**STORED DATA**
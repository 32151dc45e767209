//! Domain types shared across the app

use chrono::{DateTime, Utc};
use serde::{Deserialize, Serialize};

/// A project record as stored in the `projects` table.
///
/// Owned by the backend; the UI only ever holds transient copies.
/// Records are created and deleted through the gateway, never updated
/// in place.
#[derive(Debug, Clone, PartialEq, Deserialize)]
pub struct Project {
    pub id: String,
    pub title: String,
    pub description: String,
    #[serde(default)]
    pub long_description: Option<String>,
    pub stack: Vec<String>,
    pub category: ProjectCategory,
    #[serde(default)]
    pub github_url: Option<String>,
    #[serde(default)]
    pub demo_url: Option<String>,
    #[serde(default)]
    pub image_url: Option<String>,
    pub featured: bool,
    pub created_at: DateTime<Utc>,
}

/// Insert payload for a new project. `id` and `created_at` are
/// assigned server-side.
#[derive(Debug, Clone, Serialize)]
pub struct NewProject {
    pub title: String,
    pub description: String,
    #[serde(skip_serializing_if = "Option::is_none")]
    pub long_description: Option<String>,
    pub stack: Vec<String>,
    pub category: ProjectCategory,
    #[serde(skip_serializing_if = "Option::is_none")]
    pub github_url: Option<String>,
    #[serde(skip_serializing_if = "Option::is_none")]
    pub demo_url: Option<String>,
    #[serde(skip_serializing_if = "Option::is_none")]
    pub image_url: Option<String>,
    pub featured: bool,
}

/// Closed set of project categories. Drives both the list filter and
/// badge styling, so the serde representation must stay lowercase.
#[derive(Debug, Clone, Copy, PartialEq, Eq, Serialize, Deserialize)]
#[serde(rename_all = "lowercase")]
pub enum ProjectCategory {
    Devops,
    Backend,
    Frontend,
    Automation,
    Fullstack,
}

impl ProjectCategory {
    pub const ALL: [ProjectCategory; 5] = [
        ProjectCategory::Devops,
        ProjectCategory::Backend,
        ProjectCategory::Frontend,
        ProjectCategory::Automation,
        ProjectCategory::Fullstack,
    ];

    pub fn as_str(&self) -> &'static str {
        match self {
            ProjectCategory::Devops => "devops",
            ProjectCategory::Backend => "backend",
            ProjectCategory::Frontend => "frontend",
            ProjectCategory::Automation => "automation",
            ProjectCategory::Fullstack => "fullstack",
        }
    }

    pub fn parse(value: &str) -> Option<Self> {
        Self::ALL.iter().copied().find(|c| c.as_str() == value)
    }
}

impl std::fmt::Display for ProjectCategory {
    fn fmt(&self, f: &mut std::fmt::Formatter<'_>) -> std::fmt::Result {
        f.write_str(self.as_str())
    }
}

/// Authenticated admin identity derived from the provider session.
#[derive(Debug, Clone, PartialEq, Eq, Serialize, Deserialize)]
pub struct AdminUser {
    pub id: String,
    pub email: String,
}

/// Provider session. Persisted to local storage so a page reload keeps
/// the admin signed in until the token expires.
#[derive(Debug, Clone, PartialEq, Serialize, Deserialize)]
pub struct Session {
    pub access_token: String,
    pub refresh_token: String,
    pub expires_at: DateTime<Utc>,
    pub user: AdminUser,
}

impl Session {
    pub fn is_expired(&self, now: DateTime<Utc>) -> bool {
        self.expires_at <= now
    }
}

/// A hard-coded skill entry for the home page.
#[derive(Debug, Clone, Copy)]
pub struct Skill {
    pub name: &'static str,
    /// 0..=100
    pub level: u8,
    pub category: SkillCategory,
    pub icon: &'static str,
}

#[derive(Debug, Clone, Copy, PartialEq, Eq)]
pub enum SkillCategory {
    Languages,
    Devops,
    Cloud,
    Databases,
    Tools,
}

impl SkillCategory {
    pub const ALL: [SkillCategory; 5] = [
        SkillCategory::Languages,
        SkillCategory::Devops,
        SkillCategory::Cloud,
        SkillCategory::Databases,
        SkillCategory::Tools,
    ];

    pub fn as_str(&self) -> &'static str {
        match self {
            SkillCategory::Languages => "languages",
            SkillCategory::Devops => "devops",
            SkillCategory::Cloud => "cloud",
            SkillCategory::Databases => "databases",
            SkillCategory::Tools => "tools",
        }
    }
}

/// Navbar link table entry.
#[derive(Debug, Clone, Copy)]
pub struct NavLink {
    pub label: &'static str,
    pub path: &'static str,
}

#[cfg(test)]
mod tests {
    use super::*;

    #[test]
    fn category_serde_is_lowercase() {
        let json = serde_json::to_string(&ProjectCategory::Fullstack).unwrap();
        assert_eq!(json, "\"fullstack\"");

        let parsed: ProjectCategory = serde_json::from_str("\"devops\"").unwrap();
        assert_eq!(parsed, ProjectCategory::Devops);
    }

    #[test]
    fn category_parse_round_trips() {
        for cat in ProjectCategory::ALL {
            assert_eq!(ProjectCategory::parse(cat.as_str()), Some(cat));
        }
        assert_eq!(ProjectCategory::parse("embedded"), None);
    }

    #[test]
    fn new_project_omits_empty_optionals() {
        let payload = NewProject {
            title: "Pipeline CI/CD".into(),
            description: "Deploy automatizado".into(),
            long_description: None,
            stack: vec!["Docker".into()],
            category: ProjectCategory::Devops,
            github_url: None,
            demo_url: None,
            image_url: None,
            featured: true,
        };
        let json = serde_json::to_value(&payload).unwrap();
        assert!(json.get("long_description").is_none());
        assert!(json.get("github_url").is_none());
        assert_eq!(json["featured"], serde_json::json!(true));
    }

    #[test]
    fn session_expiry_uses_timestamp() {
        let now = Utc::now();
        let session = Session {
            access_token: "tok".into(),
            refresh_token: "ref".into(),
            expires_at: now + chrono::Duration::hours(1),
            user: AdminUser {
                id: "1".into(),
                email: "admin@example.com".into(),
            },
        };
        assert!(!session.is_expired(now));
        assert!(session.is_expired(now + chrono::Duration::hours(2)));
    }
}
use leptos::prelude::*;
use portfolio::config::Config;
use portfolio::App;

fn main() {
    // Initialize panic hook for better error messages
    console_error_panic_hook::set_once();

    // Initialize tracing for logging
    tracing_wasm::set_as_global_default();

    // Missing gateway configuration is fatal at startup.
    let config = match Config::from_env() {
        Ok(config) => config,
        Err(message) => {
            tracing::error!("{message}");
            panic!("{message}");
        }
    };

    // Mount the app
    mount_to_body(move || view! { <App config=config.clone() /> });
}
//! Async Stage Chains with Ordered Fan-Out
//!
//! A small, runtime-agnostic toolkit for the most common shape of async orchestration: a chain
//! of dependent steps where one step fans out into many independent operations whose results
//! must be gathered, in order, before the chain continues.
//!
//! # Features
//!
//! - **Dependent stages**: [`StageRunner`] threads each stage's output into the next stage and
//!   stops at the first failure. Stages are composed with type-state, so wiring a stage whose
//!   input does not match the previous output fails to compile.
//! - **Ordered fan-out**: [`FanOut::collect`] starts every sub-operation before awaiting any of
//!   them and returns the results in *input* order, whatever order they complete in.
//! - **Short-circuit on first error**: the first failing sub-operation decides the batch. Later
//!   results are ignored and, by default, running siblings are aborted.
//! - **Exactly-once delivery**: a batch outcome travels through a single oneshot channel, so a
//!   fan-out resolves once with either the full ordered vector or the first error.
//! - **Runtime-agnostic**: bring your own spawner (Tokio, smol, futures-executor, ...) or run the
//!   fan-out inside the current task with [`FanOut::local`].
//! - **Panics become errors**: a panicking sub-operation is reported as
//!   [`CollectError::TaskPanicked`] instead of leaving the batch waiting forever.
//!
//! # Quick Start
//!
//! ```
//! use stagefan::{stage_fn, CollectError, FanOut, StageRunner};
//!
//! # futures::executor::block_on(async {
//! let fan_out = FanOut::local();
//!
//! let runner = StageRunner::<u64, u64, CollectError>::new()
//!     // Stage 0: produce some work
//!     .then(stage_fn("range", |n: u64| async move { Ok((1..=n).collect::<Vec<_>>()) }))
//!     // Stage 1: fan out over it, results come back in input order
//!     .then(stage_fn("square", move |items: Vec<u64>| {
//!         let fan_out = fan_out.clone();
//!         async move { fan_out.collect(items, |i| async move { Ok(i * i) }).await }
//!     }))
//!     // Stage 2: reduce
//!     .then(stage_fn("sum", |squares: Vec<u64>| async move { Ok(squares.iter().sum::<u64>()) }));
//!
//! assert_eq!(runner.run(3).await, Ok(14));
//! # });
//! ```
//!
//! # Core Concepts
//!
//! ## Stages
//!
//! A [`Stage`] consumes one value and produces the next, or fails. [`stage_fn`] turns a named
//! async closure into a stage. Stage `i + 1` never starts before stage `i` has resolved, and an
//! error from any stage is returned to the caller unchanged. An empty [`StageRunner`] returns its
//! input.
//!
//! ## Fan-out
//!
//! [`FanOut::collect`] maps every input to a sub-operation. Each sub-operation carries its input
//! index and reports into a shared batch: one slot per index, a count of slots still pending and
//! a write-once failure flag. The success that fills the last slot delivers the ordered values;
//! the first failure delivers itself and every later report is ignored. An empty input resolves
//! immediately with an empty vector.
//!
//! ## Spawners
//!
//! The spawner is a closure that receives each sub-operation as a
//! `BoxFuture<'static, ()>` and returns a future that completes when it is done:
//!
//! ```ignore
//! // Tokio
//! FanOut::new(|fut: BoxFuture<'static, ()>| tokio::spawn(fut).map(|_| ()));
//!
//! // smol (dropping a smol task cancels it, so aborted batches stop right away)
//! FanOut::new(|fut: BoxFuture<'static, ()>| smol::spawn(fut));
//!
//! // No runtime: everything is polled by the collecting task itself
//! FanOut::local();
//! ```
//!
//! # Cancellation
//!
//! With [`FanOut::cancel_on_failure`] enabled (the default) every sub-operation is wrapped in
//! [`futures::future::Abortable`] and the first failure aborts the rest; they stop at their next
//! poll. With it disabled, siblings run to completion and their results are discarded. Either
//! way the caller sees only the first error. Timeouts are deliberately not built in: wrap
//! [`StageRunner::run`] in your runtime's timeout if you need one.
//!
//! # Error Handling
//!
//! Stages and sub-operations fail with the caller's own error type. The collector adds only the
//! two failures it can cause itself, [`CollectError::TaskPanicked`] and
//! [`CollectError::Abandoned`], and converts them with `From<CollectError>`, so one error type
//! flows through a whole chain.
//!
//! # Largest File
//!
//! The [`largest`] module is the worked example the primitives were built for: list a directory,
//! fetch every entry's metadata concurrently, and return the name of the largest plain file.
//! It runs against any [`EntryProvider`]; [`TokioFs`] (feature `tokio`) uses `tokio::fs`.
//!
//! # Optional Tracing Support
//!
//! Instrumentation goes through the `tracing` crate and is compiled out entirely unless the
//! `tracing` feature is enabled:
//!
//! ```toml
//! [dependencies]
//! stagefan = { version = "0.1", features = ["tracing"] }
//! tracing-subscriber = "0.3"
//! ```
//!
//! ## Log Levels
//!
//! - **INFO**: chain start and completion
//! - **DEBUG**: stage boundaries, fan-out size, batch delivery
//! - **TRACE**: individual slot completions and ignored late completions
//! - **WARN/ERROR**: stage failures, caught panics, abandoned batches
//!
//! ```bash
//! RUST_LOG=stagefan=debug cargo run --features cli --bin largest -- /var/log
//! ```

mod batch;
mod error;
mod fanout;
pub mod largest;
mod provider;
mod stage;

// Public re-exports
pub use error::CollectError;
pub use fanout::{FanOut, LocalSpawner};
pub use largest::{largest_file, largest_file_stages, LargestError};
pub use provider::{EntryMetadata, EntryProvider};
pub use stage::{stage_fn, Stage, StageFn, StageRunner};

#[cfg(feature = "tokio")]
pub use provider::TokioFs;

**REQUIRED WORK**
Consider the material above. Report how many of its lines contain the word "PartialEq", and nothing more.

**THE ANSWER**
5